Throughout this first issue of Errant there are artworks pointing to the contradictions inherent to the denial of coevalness, demonstrated by the work of Remy Jungerman and discussed with Rajkamal Kahlon in relation to her residency at the Weltmuseum in Vienna. Yazan Khalili’s work Landscape of Darkness reminds us what it means if one’s continuity of place and being are constantly disrupted. Perhaps then, as Lara Khaldi offers us in her text on the museum in resistance in relation to Palestine, if time is always controlled by the hegemonic power, the only way to resist this is to rid ourselves of any material construct or archive so we can be without time altogether.

I want to thank all the authors for putting their trust in a project that still needs to take shape, and consequently shaping it with me. Errant is not, nor meant to be, a one-size-fits-all format and with every contribution there is a necessary exchange regarding the different ways of writing and thinking. It is inherent to the challenge of Errant’s intention to contribute to the decolonisation of the ways knowledge is produced through language, art and other disciplines that there will be moments of miscommunication and misunderstanding. I deeply appreciate the patience that was sometimes required in this process, as in this respect there is still much to learn, but so much more to gain.

To conclude, I must state the obvious: starting a magazine is not an easy feat, not least because we live in a time that craves fast entertainment and spectacle, and sometimes only seems to have space for activities that are commercially viable. I am therefore even more thankful to all those who have been supportive of the idea, motivating me in moments when I lost confidence and offering valuable new insights and advice.

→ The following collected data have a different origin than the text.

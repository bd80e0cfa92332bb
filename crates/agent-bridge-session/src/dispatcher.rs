//! Command dispatcher: the single entry point for the frontend.
//!
//! Commands for the same session run one at a time; different sessions run
//! fully in parallel. A `SendMessage` keeps its session's slot until the
//! returned stream ends or is dropped, so a caller must finish or drop a
//! stream before dispatching the next command for that session.

use std::{fmt, sync::Arc};

use agent_bridge_core::{Agent, AgentApi, BridgeError, EventStream, MemoryBlock};
use tracing::Instrument;
use uuid::Uuid;

use crate::{
    memory_sync::MemorySynchronizer,
    registry::{SessionRegistry, SessionSlot},
};

/// Characters of an archived text that must be found in storage to count
/// the insert as verified.
const ARCHIVE_VERIFY_PREFIX: usize = 50;

/// Command reference returned by `Help`.
pub const HELP_TEXT: &str = "\
Agent commands:
  agent send MESSAGE             Send a message to the current agent
  agent list                     List available agents
  agent switch AGENT             Switch to another agent (id or name)
  agent create NAME              Create a new agent and switch to it
  agent delete AGENT_ID          Delete an agent
  agent memory read LABEL        Show a memory block
  agent memory write LABEL VALUE Replace a memory block's value
  agent archivemem TEXT          Store text in archival memory
  agent clearhistory             Clear the agent's message history
  agent help                     Show this help";

/// A frontend command.
#[derive(Debug, Clone, PartialEq, Eq)]
pub enum Command {
    SendMessage { text: String },
    ListAgents,
    SwitchAgent { agent: String },
    ReadMemory { label: String },
    WriteMemory { label: String, value: String },
    DeleteAgent { agent_id: String },
    CreateAgent { name: String },
    ClearHistory,
    ArchiveMemory { text: String },
    Help,
}

fn require(field: &str, value: &str) -> Result<(), BridgeError> {
    if value.trim().is_empty() {
        Err(BridgeError::invalid(format!("{field} must not be empty")))
    } else {
        Ok(())
    }
}

impl Command {
    /// Stable snake_case name, used for logging and tool names.
    #[must_use]
    pub const fn name(&self) -> &'static str {
        match self {
            Self::SendMessage { .. } => "send_message",
            Self::ListAgents => "list_agents",
            Self::SwitchAgent { .. } => "switch_agent",
            Self::ReadMemory { .. } => "read_memory",
            Self::WriteMemory { .. } => "write_memory",
            Self::DeleteAgent { .. } => "delete_agent",
            Self::CreateAgent { .. } => "create_agent",
            Self::ClearHistory => "clear_history",
            Self::ArchiveMemory { .. } => "archive_memory",
            Self::Help => "help",
        }
    }

    /// Check the command's shape.
    ///
    /// # Errors
    /// Returns `InvalidCommand` for empty text, labels or identifiers.
    /// Memory values may be empty.
    pub fn validate(&self) -> Result<(), BridgeError> {
        match self {
            Self::SendMessage { text } => require("message", text),
            Self::SwitchAgent { agent } => require("agent", agent),
            Self::ReadMemory { label } | Self::WriteMemory { label, .. } => {
                require("label", label)?;
                if label.chars().any(char::is_whitespace) {
                    return Err(BridgeError::invalid("label must not contain whitespace"));
                }
                Ok(())
            }
            Self::DeleteAgent { agent_id } => require("agent_id", agent_id),
            Self::CreateAgent { name } => require("name", name),
            Self::ArchiveMemory { text } => require("text", text),
            Self::ListAgents | Self::ClearHistory | Self::Help => Ok(()),
        }
    }
}

/// Result of a dispatched command.
pub enum DispatchOutput {
    /// Incremental response of a `SendMessage`.
    Stream(EventStream),
    Agents(Vec<Agent>),
    Switched(Agent),
    Created(Agent),
    Block(MemoryBlock),
    Deleted {
        agent_id: String,
        evicted_sessions: Vec<String>,
    },
    HistoryCleared {
        remaining: usize,
    },
    Archived,
    Help(&'static str),
}

impl fmt::Debug for DispatchOutput {
    fn fmt(&self, f: &mut fmt::Formatter<'_>) -> fmt::Result {
        match self {
            Self::Stream(_) => f.write_str("Stream(..)"),
            Self::Agents(agents) => f.debug_tuple("Agents").field(agents).finish(),
            Self::Switched(agent) => f.debug_tuple("Switched").field(agent).finish(),
            Self::Created(agent) => f.debug_tuple("Created").field(agent).finish(),
            Self::Block(block) => f.debug_tuple("Block").field(block).finish(),
            Self::Deleted {
                agent_id,
                evicted_sessions,
            } => f
                .debug_struct("Deleted")
                .field("agent_id", agent_id)
                .field("evicted_sessions", evicted_sessions)
                .finish(),
            Self::HistoryCleared { remaining } => f
                .debug_struct("HistoryCleared")
                .field("remaining", remaining)
                .finish(),
            Self::Archived => f.write_str("Archived"),
            Self::Help(_) => f.write_str("Help"),
        }
    }
}

impl DispatchOutput {
    /// Human-readable rendering for text surfaces. `None` for streams.
    #[must_use]
    pub fn render(&self) -> Option<String> {
        let text = match self {
            Self::Stream(_) => return None,
            Self::Agents(agents) if agents.is_empty() => "No agents found.".to_string(),
            Self::Agents(agents) => agents
                .iter()
                .map(|a| format!("{}: {}", a.name, a.id))
                .collect::<Vec<_>>()
                .join("\n"),
            Self::Switched(agent) => format!("Switched to agent {} ({})", agent.name, agent.id),
            Self::Created(agent) => format!("Created agent {} ({})", agent.name, agent.id),
            Self::Block(block) => format!("{}: {}", block.label, block.value),
            Self::Deleted { agent_id, .. } => format!("Deleted agent {agent_id}"),
            Self::HistoryCleared { remaining } => {
                format!("Message history cleared ({remaining} messages remaining)")
            }
            Self::Archived => "Stored in archival memory.".to_string(),
            Self::Help(text) => (*text).to_string(),
        };
        Some(text)
    }
}

/// Routes commands to the registry, the synchronizer and the remote API.
pub struct CommandDispatcher {
    api: Arc<dyn AgentApi>,
    registry: Arc<SessionRegistry>,
    memory: Arc<MemorySynchronizer>,
}

impl CommandDispatcher {
    /// Create a new dispatcher.
    #[must_use]
    pub fn new(
        api: Arc<dyn AgentApi>,
        registry: Arc<SessionRegistry>,
        memory: Arc<MemorySynchronizer>,
    ) -> Self {
        Self {
            api,
            registry,
            memory,
        }
    }

    /// Get the session registry.
    #[must_use]
    pub const fn registry(&self) -> &Arc<SessionRegistry> {
        &self.registry
    }

    /// Validate and run a command for a session.
    ///
    /// # Errors
    /// Returns `InvalidCommand` without contacting the server if the command
    /// or session key is malformed; otherwise the first error raised while
    /// running it, kind preserved.
    pub async fn dispatch(
        &self,
        session_key: &str,
        command: Command,
    ) -> Result<DispatchOutput, BridgeError> {
        require("session key", session_key)?;
        command.validate()?;

        if matches!(command, Command::Help) {
            return Ok(DispatchOutput::Help(HELP_TEXT));
        }

        let span = tracing::info_span!(
            "dispatch",
            session_key,
            command = command.name(),
            request_id = %Uuid::new_v4()
        );

        async move {
            let slot = self.registry.acquire(session_key).await;
            let result = self.run(session_key, command, slot).await;
            if let Err(e) = &result {
                tracing::warn!(kind = %e.kind(), "Command failed: {e}");
            }
            result
        }
        .instrument(span)
        .await
    }

    async fn run(
        &self,
        session_key: &str,
        command: Command,
        slot: SessionSlot,
    ) -> Result<DispatchOutput, BridgeError> {
        match command {
            Command::SendMessage { text } => {
                let agent_id = self.registry.resolve(session_key).await?;
                let stream = self.api.send_message(&agent_id, &text).await?;
                tracing::debug!(%agent_id, "Streaming response");
                Ok(DispatchOutput::Stream(hold_until_end(stream, slot)))
            }
            Command::ListAgents => Ok(DispatchOutput::Agents(self.api.list_agents().await?)),
            Command::SwitchAgent { agent } => {
                Ok(DispatchOutput::Switched(self.registry.rebind(session_key, &agent).await?))
            }
            Command::CreateAgent { name } => Ok(DispatchOutput::Created(
                self.registry.create_and_bind(session_key, &name).await?,
            )),
            Command::ReadMemory { label } => {
                let agent_id = self.registry.resolve(session_key).await?;
                Ok(DispatchOutput::Block(self.memory.read_block(&agent_id, &label).await?))
            }
            Command::WriteMemory { label, value } => {
                let agent_id = self.registry.resolve(session_key).await?;
                Ok(DispatchOutput::Block(
                    self.memory.write_block(&agent_id, &label, &value).await?,
                ))
            }
            Command::DeleteAgent { agent_id } => {
                self.api.delete_agent(&agent_id).await?;
                self.memory.invalidate_agent(&agent_id);
                let evicted_sessions = self.registry.unbind_agent(&agent_id).await?;
                tracing::info!(%agent_id, "Deleted agent");
                Ok(DispatchOutput::Deleted {
                    agent_id,
                    evicted_sessions,
                })
            }
            Command::ClearHistory => {
                let agent_id = self.registry.resolve(session_key).await?;
                let remaining = self.api.reset_messages(&agent_id).await?;
                Ok(DispatchOutput::HistoryCleared { remaining })
            }
            Command::ArchiveMemory { text } => {
                let agent_id = self.registry.resolve(session_key).await?;
                self.archive(&agent_id, &text).await?;
                Ok(DispatchOutput::Archived)
            }
            Command::Help => Ok(DispatchOutput::Help(HELP_TEXT)),
        }
    }

    async fn archive(&self, agent_id: &str, text: &str) -> Result<(), BridgeError> {
        self.api.insert_archival(agent_id, text).await?;

        let prefix: String = text.chars().take(ARCHIVE_VERIFY_PREFIX).collect();
        let stored = self
            .api
            .list_archival(agent_id)
            .await?
            .iter()
            .any(|p| p.text.contains(&prefix));
        if !stored {
            return Err(BridgeError::Protocol(
                "archival insert was accepted but the passage is not listed".to_string(),
            ));
        }
        Ok(())
    }
}

/// Keep the session slot until the stream finishes or is dropped.
fn hold_until_end(stream: EventStream, slot: SessionSlot) -> EventStream {
    Box::pin(async_stream::stream! {
        let _slot = slot;
        for await event in stream {
            yield event;
        }
    })
}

In these last several months, during which the launch of this first issue had to be postponed, much has changed in the world as the coronavirus has exposed the extreme inequality at the foundation of our societies and has led us into a global outcry for social justice. And although we must resist the urge to frame our current reality as something entirely new, inadvertently denying the long history of resistance that precedes it, I do sincerely hope that the time has come for some long overdue structural changes. Perhaps then, as we have entered a time of reflection on how things are done and could be done differently, Errant can find its own little space to grow.

[1] Eloff, Aragorn. ‘Wandering the shoreline with Édouard Glissant’ New Frame. 7 May 2019. <>.

[2] Haraway, Donna. ‘Situated Knowledges: The Science Question in Feminism and the Privilege of Partial Perspective’ Feminist Studies, Vol. 14, no 13 (Autumn, 1988): p. 590.

[3] Glissant, Édouard. Poetics of Relation. Transl. Betsy Wing. Ann Arbor: The University of Michigan Press, 2010: p. 11. 

[4] Ibid.: p. 20.

[5] Fabian, Johannes. Time & the Other. How Anthropology Makes Its Object. New York: Columbia University Press, 2006: p. xxxvii.